The good form continued into December, as Tom Walsh scored the winner against his former club St Mirren, a result that knocked the Paisley club off the top of the table. After going through November unbeaten, Stevie Aitken was named Ladbrokes Championship Manager of the Month. Sons finally fell to their first defeat since October, against Inverness on 16 December. This was followed by a 0–0 draw with Falkirk in which left-back Chris McLaughlin was stretchered off with a serious injury. Three days later Sons were back in action again, falling to a 4–1 defeat at home to Livingston, with Kyle Hutton being sent-off. Snow forced their final scheduled game of the year, a home tie against Greenock Morton to be called off. The month ended with left-back Liam Dick joining the club from Stranraer.

=== January ===
Dumbarton opened the year with a goal-less draw against Queen of the South at Palmerston Park. Later in the week young midfielder Kyle Prior joined Lowland Football League side BSC Glasgow on loan until the end of the season. An early Joe Cardle goal consigned the club to their first defeat of 2018 against Dunfermline Athletic, a result that also left them without a home league victory since September. Iain Russell became the club's second signing of the January window, as he came out of retirement to re-join the club after leaving in 2006. A day later Sons tasted defeat again, going down 0–2 against league leaders St Mirren at the YOUR Radio 103FM Stadium, meaning that they still hadn't scored in 2018. Post-match it was confirmed that attacker Ally Roy wouldn't be having his loan spell from Hearts extended. On 22 January striker Kevin Nisbet joined the club on loan from Partick Thistle. A day later Dumbarton extended their run in the Scottish Cup with a 3–2 victory against Peterhead at Balmoor Stadium thanks to a double from Calum Gallagher and Iain Russell's first goal for the club since returning. That set up a fifth round tie with Greenock Morton. Despite the cup success however, Dumbarton remained winless (and goal-less) in the league in 2018, as first-half goals from Alan Lithgow and Ryan Hardie consigned them to a 2–0 defeat to Livingston. On the penultimate day of the January transfer window winger Andy Stirling returned to the club on-loan from Queen of the South.

=== February ===
Dumbarton's first scheduled game of February against Brechin City fell victim to the weather.
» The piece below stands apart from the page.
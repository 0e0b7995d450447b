fn main() -> anyhow::Result<()> {
    versus_cli::run()
}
A week later winger Chris Johnston left the club on an emergency loan – joining Peterhead. The same day defender Aidan Wilson joined on an emergency loan from Rangers. After defeat to Greenock Morton in the Scottish Cup Aitken re-entered the emergency loan market, to add midfielder Liam Burt on a 28 day loan from Rangers. There was reason to be cheerful a day later, as Dumbarton made it to their first major national cup final for more than 100 years. Danny Handling's first goal for the club was followed by a stunning, late, Dimitris Froxylias free-kick, as Sons overcame Welsh Premier League Champions The New Saints to reach the final of the Scottish Challenge Cup. Four days later, and back on league action, Sons suffered defeat at the hands of Greenock Morton – despite a strong first half showing. Next up was a 0–0 draw with eighth placed Falkirk – a result that left the Sons still searching for their first league goal of 2018.

=== March ===
With no game scheduled for the first weekend in March due to the Scottish Cup, Dumbarton started the month with defeat against Queen of the South at the Your Radio stadium on 10 March. That was followed by the club's first league win (and goal) of the year, as Dimitris Froxylias scored the only goal in a victory against Brechin City. Four days later Brechin were defeated again, this time at Glebe Park, thanks to first league goals for the club from Calum Gallagher and Danny Handling and a Sean Crighton own-goal. It was heartbreak in the 2018 Scottish Challenge Cup Final however, as Carl Tremarco won the game in injury time for Inverness Caledonian Thistle. The month ended with heavy defeats, 5–0 at table-topping St Mirren, and 3–0 against playoff bound Livingston, where Grant Gallagher made his return after 18 months out injured.

=== April ===
April opened with a 2–0 midweek defeat against Dundee United. Four days later Sons faced the same opponents, and won 3–2, having gone ahead three times thanks to goals from Calum Gallagher and a brace from Craig Barr. It was then announced that Helensburgh based solicitor John Steele would become the club's new Chairman during the summer, replacing Les Hope who took up the role in May 2017. On the park meanwhile a last minute defeat to Greenock Morton left the Sons eight points adrift of eighth placed Falkirk with just four games remaining. Ninth place was confirmed after two defeats in five days to Inverness Caledonian Thistle, coupled with victory for Falkirk against Champions St Mirren, left the Sons 11 points adrift with just two matches remaining. During the match goalkeeper Jamie Ewings made his first league appearance for the club since May 2016 as a substitute for the injured Scott Gallacher. Ewings' first start followed, in a 5–2 defeat to Falkirk where Liam Burt scored his first goal for the club. Post-match Andy Dowie was named as the club's Player of the Year, Christopher McLaughlin won Young Player of the Year and Craig Barr won Players' Player of the Year. The league season ended with a 4–0 defeat to Dunfermline Athletic with Barr sent off after just nine minutes, setting up a playoff semi-final tie with Arbroath.

=== May ===
May opened with the club's stadium sponsorship deal with Your Radio being terminated due to the station's financial situation. In the first-leg of the playoff final Sons defeated League One Arbroath 2–1 thanks to an injury time Craig Barr goal – with the defender only playing after appealing his red card. The second leg finished 1–1, with Dougie Hill scoring his first goal for the club. The same day the Dumbarton Football Stadium was renamed as the 'C&G Systems Stadium' thanks to a new three year sponsorship deal. In the first-leg of the final, a stunning Stuart Carswell goal (just the second of his career) was enough to defeat Alloa Athletic. In the second-leg however the Sons lost by two goals to nil after extra-time, meaning relegation to Scottish League One for the first time since the 2011–12 season.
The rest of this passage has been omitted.